New York State police have arrested 29-year-old Amanda Hellman on second-degree kidnapping charges after the girls—now 14 and 16—were found at her house on Wednesday. Authorities entered Hellman’s home following a telephone tip regarding the girls’ whereabouts. The sisters, who were originally reported as runaways, were prevented from returning home for nearly a year, police say.
Shaeleen and Ky-Lea had last been seen waiting for a school bus in April, heading home after classes on a Monday afternoon. Police believe Hellman abducted the girls before they made it to their house.
“During the course of the next 11 months, Hellman, who is not related to either child, conducted numerous acts to prevent law enforcement from returning the two children to their foster parents,” a police complaint obtained by the Binghamton Press & Sun-Bulletin reads.
Reached by phone, police declined to describe Hellman’s relationship with the girls, other than as a “family acquaintance of the victims,” both of whom lived with a Binghamton foster family.
“The defendant and the two girls knew each other. That’s the most detailed I can give,” Broome County District Attorney Steve Cornwell said in a Thursday press conference.
A neighbor told the Daily Beast that he had not seen the girls during the time they were allegedly kidnapped, but that they had played in the neighborhood when they were younger.

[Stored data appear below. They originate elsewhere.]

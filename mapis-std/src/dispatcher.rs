//! # Dispatcher
//!
//! A [`Dispatcher`] binds a selector to a handler table. Dispatching a value
//! extracts its key, looks the key up and invokes the handler with the value
//! and the caller's extra arguments.
//!
//! # Example
//!
//! ```rust,ignore
//! use mapis::{Path, build, tables::ConstTable};
//! use serde_json::json;
//!
//! fn circle(v: &Value) -> f64 { ... }
//! fn square(v: &Value) -> f64 { ... }
//!
//! type Area = fn(&Value) -> f64;
//! let area = build(["kind"], Path::root(), ConstTable::new([
//!     ("circle", circle as Area),
//!     ("square", square as Area),
//! ]))?;
//!
//! let a = area.dispatch(&json!({"kind": "circle", "radius": 2.0}), ())?;
//! ```

use crate::selectors::PathSelector;
use mapis_core::{
    BuildError, DispatchError, Handler, HandlerTable, Path, Selector, UnhandledVariantError,
    check_unique,
};
use std::sync::Arc;

/// A selector bound to a shared handler table.
///
/// Cloning a dispatcher shares the table; nothing is copied per call and no
/// state is kept between calls.
pub struct Dispatcher<S, Tb> {
    selector: S,
    table: Arc<Tb>,
}

impl<S: Clone, Tb> Clone for Dispatcher<S, Tb> {
    fn clone(&self) -> Self {
        Self {
            selector: self.selector.clone(),
            table: Arc::clone(&self.table),
        }
    }
}

impl<S: std::fmt::Debug, Tb: HandlerTable> std::fmt::Debug for Dispatcher<S, Tb> {
    fn fmt(&self, f: &mut std::fmt::Formatter<'_>) -> std::fmt::Result {
        let mut keys: Vec<&str> = self.table.keys().collect();
        keys.sort_unstable();
        f.debug_struct("Dispatcher")
            .field("selector", &self.selector)
            .field("keys", &keys)
            .finish()
    }
}

impl<S, Tb: HandlerTable> Dispatcher<S, Tb> {
    /// Bind `selector` to `table` without validation.
    pub fn new(selector: S, table: Tb) -> Self {
        Self::shared(selector, Arc::new(table))
    }

    /// Bind `selector` to a table shared with other dispatchers.
    pub fn shared(selector: S, table: Arc<Tb>) -> Self {
        Self { selector, table }
    }

    /// Bind `selector` to `table`, rejecting an empty table or one that
    /// lists a key twice.
    pub fn try_new(selector: S, table: Tb) -> Result<Self, BuildError> {
        if table.is_empty() {
            return Err(BuildError::EmptyTable);
        }
        check_unique(&table)?;
        Ok(Self::new(selector, table))
    }

    /// The selector used to extract keys.
    pub fn selector(&self) -> &S {
        &self.selector
    }

    /// The handler table.
    pub fn table(&self) -> &Tb {
        &self.table
    }

    /// Every key with a registered handler, sorted.
    pub fn keys(&self) -> Vec<&str> {
        let mut keys: Vec<&str> = self.table.keys().collect();
        keys.sort_unstable();
        keys
    }

    /// Find the handler `value` selects, without invoking it.
    pub fn resolve<T>(&self, value: &T) -> Result<&Tb::Handler, DispatchError>
    where
        T: ?Sized,
        S: Selector<T>,
    {
        let key = self.selector.select(value)?;

        #[cfg(feature = "tracing")]
        tracing::trace!(key = %key, path = %self.selector.path(), "resolving handler");

        match self.table.lookup(&key) {
            Some(handler) => Ok(handler),
            None => Err(UnhandledVariantError {
                key: key.into_owned(),
                path: self.selector.path().clone(),
            }
            .into()),
        }
    }

    /// Dispatch `value` to its handler, forwarding `args`.
    ///
    /// The handler's output is returned unchanged. Errors are returned only
    /// for failures of the dispatch itself; whatever the handler returns or
    /// panics with reaches the caller untouched.
    pub fn dispatch<T, Args>(
        &self,
        value: &T,
        args: Args,
    ) -> Result<<Tb::Handler as Handler<T, Args>>::Output, DispatchError>
    where
        T: ?Sized,
        S: Selector<T>,
        Tb::Handler: Handler<T, Args>,
    {
        let handler = self.resolve(value)?;
        Ok(handler.call(value, args))
    }

    /// Dispatch to fallible handlers, merging dispatch failures into the
    /// handler's own error type.
    pub fn try_dispatch<T, Args, O, E>(&self, value: &T, args: Args) -> Result<O, E>
    where
        T: ?Sized,
        S: Selector<T>,
        Tb::Handler: Handler<T, Args, Output = Result<O, E>>,
        E: From<DispatchError>,
    {
        self.dispatch(value, args)?
    }

    /// Turn the dispatcher into a plain function.
    pub fn into_fn<T, Args>(
        self,
    ) -> impl Fn(&T, Args) -> Result<<Tb::Handler as Handler<T, Args>>::Output, DispatchError>
    where
        T: ?Sized,
        S: Selector<T>,
        Tb::Handler: Handler<T, Args>,
    {
        move |value, args| self.dispatch(value, args)
    }
}

/// Build a dispatcher following `reduce ++ subset` into `table`.
///
/// Fails if the combined path is empty, the table has no handlers or lists
/// a key twice. Values are not inspected until they are dispatched.
pub fn build<Tb: HandlerTable>(
    reduce: impl Into<Path>,
    subset: impl Into<Path>,
    table: Tb,
) -> Result<Dispatcher<PathSelector, Tb>, BuildError> {
    let selector = PathSelector::compose(reduce, subset);
    if selector.path().is_empty() {
        return Err(BuildError::EmptyPath);
    }
    let dispatcher = Dispatcher::try_new(selector, table)?;

    #[cfg(feature = "tracing")]
    tracing::debug!(
        path = %dispatcher.selector().path(),
        handlers = dispatcher.table().len(),
        "built dispatcher"
    );

    Ok(dispatcher)
}

#[cfg(all(test, feature = "json"))]
mod tests {
    use super::*;
    use crate::tables::{ConstTable, HashMapTable};
    use mapis_core::ResolutionFailure;
    use serde_json::{Value, json};

    type Area = fn(&Value) -> f64;

    fn circle(v: &Value) -> f64 {
        let r = v["radius"].as_f64().unwrap_or_default();
        3.0 * r * r
    }

    fn square(v: &Value) -> f64 {
        let s = v["side"].as_f64().unwrap_or_default();
        s * s
    }

    fn areas() -> Dispatcher<PathSelector, ConstTable<Area, 2>> {
        build(
            ["kind"],
            Path::root(),
            ConstTable::new([("circle", circle as Area), ("square", square as Area)]),
        )
        .unwrap()
    }

    #[test]
    fn test_dispatch_to_matching_handler() {
        let d = areas();
        assert_eq!(d.dispatch(&json!({"kind": "circle", "radius": 2.0}), ()), Ok(12.0));
        assert_eq!(d.dispatch(&json!({"kind": "square", "side": 3.0}), ()), Ok(9.0));
    }

    #[test]
    fn test_unhandled_variant() {
        let err = areas()
            .dispatch(&json!({"kind": "triangle"}), ())
            .unwrap_err();
        assert_eq!(
            err,
            DispatchError::UnhandledVariant(UnhandledVariantError {
                key: "triangle".to_string(),
                path: Path::from(["kind"]),
            })
        );
    }

    #[test]
    fn test_path_failure_skips_lookup() {
        let err = areas().resolve(&json!({"shape": 1})).unwrap_err();
        match err {
            DispatchError::PathResolution(e) => {
                assert_eq!(e.reason, ResolutionFailure::MissingField)
            }
            other => panic!("unexpected error: {other:?}"),
        }
    }

    #[test]
    fn test_build_rejects_empty_path_and_table() {
        let empty: HashMapTable<Area> = HashMapTable::new();
        assert_eq!(
            build(Path::root(), Path::root(), ConstTable::new([("a", circle as Area)])).err(),
            Some(BuildError::EmptyPath)
        );
        assert_eq!(build(["kind"], Path::root(), empty).err(), Some(BuildError::EmptyTable));

        let unchecked = Dispatcher::new(PathSelector::new(["kind"]), HashMapTable::<Area>::new());
        assert!(matches!(
            unchecked.dispatch(&json!({"kind": "circle"}), ()),
            Err(DispatchError::UnhandledVariant(_))
        ));
    }

    #[test]
    fn test_build_rejects_repeated_keys() {
        let table = ConstTable::new([
            ("circle", circle as Area),
            ("square", square as Area),
            ("circle", square as Area),
        ]);
        assert_eq!(
            build(["kind"], Path::root(), table).err(),
            Some(BuildError::DuplicateKey("circle".to_string()))
        );
    }

    #[test]
    fn test_try_dispatch_merges_errors() {
        #[derive(Debug, PartialEq)]
        enum AppError {
            Dispatch(DispatchError),
            Negative,
        }
        impl From<DispatchError> for AppError {
            fn from(e: DispatchError) -> Self {
                AppError::Dispatch(e)
            }
        }

        type Check = fn(&Value) -> Result<i64, AppError>;
        fn check(v: &Value) -> Result<i64, AppError> {
            match v["n"].as_i64() {
                Some(n) if n >= 0 => Ok(n),
                _ => Err(AppError::Negative),
            }
        }

        let d = build(["op"], Path::root(), ConstTable::new([("check", check as Check)])).unwrap();
        assert_eq!(d.try_dispatch(&json!({"op": "check", "n": 4}), ()), Ok(4));
        assert_eq!(
            d.try_dispatch(&json!({"op": "check", "n": -1}), ()),
            Err(AppError::Negative)
        );
        assert!(matches!(
            d.try_dispatch(&json!({"op": "other"}), ()),
            Err(AppError::Dispatch(DispatchError::UnhandledVariant(_)))
        ));
    }

    #[test]
    fn test_into_fn() {
        let area = areas().into_fn::<Value, ()>();
        assert_eq!(area(&json!({"kind": "square", "side": 2.0}), ()), Ok(4.0));
    }

    #[test]
    fn test_clone_shares_table() {
        let d = areas();
        let copy = d.clone();
        assert!(std::ptr::eq(d.table(), copy.table()));
        assert_eq!(copy.keys(), vec!["circle", "square"]);
    }
}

“I never saw them, so it was quite a shock,” neighbor Fred Brooks told the Daily Beast. “The girls [Shaeleen and Ly-Lea] used to play with the girls next door, but that was prior to when they say they were kidnapped.”

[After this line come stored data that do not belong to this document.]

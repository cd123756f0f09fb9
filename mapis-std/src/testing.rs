//! Testing utilities for mapis.
//!
//! Handlers that observe how they were dispatched to, so tests can assert on
//! routing without writing bespoke closures.
//!
//! - [`RecordingHandler`]: records every value and argument tuple it receives
//! - [`CountingHandler`]: counts invocations

use mapis_core::Handler;
use std::sync::{
    Arc, Mutex, PoisonError,
    atomic::{AtomicUsize, Ordering},
};

// ============================================================================
// Recording Handler
// ============================================================================

/// A handler that records each call and returns a fixed output.
///
/// Clones share the same record, so a clone can be registered while the
/// original is kept for inspection.
///
/// # Example
///
/// ```rust,ignore
/// let circle = RecordingHandler::<Value, (), &str>::new("circle");
/// let dispatcher = DispatcherBuilder::new()
///     .path(["kind"])
///     .on("circle", circle.clone())
///     .build()?;
///
/// dispatcher.dispatch(&json!({"kind": "circle"}), ())?;
/// assert_eq!(circle.count(), 1);
/// ```
pub struct RecordingHandler<T: Clone, Args: Clone, R: Clone> {
    calls: Arc<Mutex<Vec<(T, Args)>>>,
    output: R,
}

impl<T: Clone, Args: Clone, R: Clone> RecordingHandler<T, Args, R> {
    /// Create a recording handler that returns `output` on every call.
    pub fn new(output: R) -> Self {
        Self {
            calls: Arc::new(Mutex::new(Vec::new())),
            output,
        }
    }

    /// Get a clone of the recorded calls, oldest first.
    pub fn calls(&self) -> Vec<(T, Args)> {
        self.calls
            .lock()
            .unwrap_or_else(PoisonError::into_inner)
            .clone()
    }

    /// Get the number of recorded calls.
    pub fn count(&self) -> usize {
        self.calls
            .lock()
            .unwrap_or_else(PoisonError::into_inner)
            .len()
    }

    /// Clear all recorded calls.
    pub fn clear(&self) {
        self.calls
            .lock()
            .unwrap_or_else(PoisonError::into_inner)
            .clear();
    }
}

impl<T: Clone, Args: Clone, R: Clone> Clone for RecordingHandler<T, Args, R> {
    fn clone(&self) -> Self {
        Self {
            calls: Arc::clone(&self.calls),
            output: self.output.clone(),
        }
    }
}

impl<T: Clone, Args: Clone, R: Clone> Handler<T, Args> for RecordingHandler<T, Args, R> {
    type Output = R;

    fn call(&self, value: &T, args: Args) -> R {
        self.calls
            .lock()
            .unwrap_or_else(PoisonError::into_inner)
            .push((value.clone(), args));
        self.output.clone()
    }
}

// ============================================================================
// Counting Handler
// ============================================================================

/// A handler that counts invocations and returns the new count.
///
/// Accepts any value type and any extra arguments.
#[derive(Clone, Default)]
pub struct CountingHandler {
    count: Arc<AtomicUsize>,
}

impl CountingHandler {
    /// Create a new counting handler.
    pub fn new() -> Self {
        Self::default()
    }

    /// Get the current count.
    pub fn count(&self) -> usize {
        self.count.load(Ordering::SeqCst)
    }

    /// Reset the counter.
    pub fn reset(&self) {
        self.count.store(0, Ordering::SeqCst);
    }
}

impl<T: ?Sized, Args> Handler<T, Args> for CountingHandler {
    type Output = usize;

    fn call(&self, _value: &T, _args: Args) -> usize {
        self.count.fetch_add(1, Ordering::SeqCst) + 1
    }
}

#[cfg(test)]
mod tests {
    use super::*;

    #[test]
    fn test_recording_handler_shares_record() {
        let recorder = RecordingHandler::<u8, (String,), bool>::new(true);
        let registered = recorder.clone();

        assert!(registered.call(&1, ("a".to_string(),)));
        assert!(registered.call(&2, ("b".to_string(),)));

        assert_eq!(recorder.count(), 2);
        assert_eq!(recorder.calls()[1], (2, ("b".to_string(),)));

        recorder.clear();
        assert_eq!(registered.count(), 0);
    }

    #[test]
    fn test_counting_handler_accepts_anything() {
        let counter = CountingHandler::new();
        assert_eq!(Handler::<str, ()>::call(&counter, "x", ()), 1);
        assert_eq!(Handler::<u8, (u8, u8)>::call(&counter, &0, (1, 2)), 2);
        assert_eq!(counter.count(), 2);

        counter.reset();
        assert_eq!(counter.count(), 0);
    }
}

But authorities do not believe the girls voluntarily stayed at Hellman’s home for the 11 months they were missing.
“The allegation is that they were kept in the defendant’s house without their consent or will to be there,” Cornwell said.
State police searched “every single day” of the girls’ absence, following a number of false leads before finally receiving a phone call that lead them to Hellman’s house Wednesday night, Cornwell said. He would not answer whether the girls had been mistreated or injured during their captivity, only stating that they were in good health and currently in the custody of Child Protective Services.
“Everyone should know that the two girls are safe,” Cornwell said Thursday night. “The investigation was expansive and they never stopped looking for these two teenage girls.”
Hellman, who was alternately seen crying and flashing the “rock on” sign as police lead her into jail, has pleaded not guilty to her felony kidnapping charges. She is being held without bail in Broome County jail.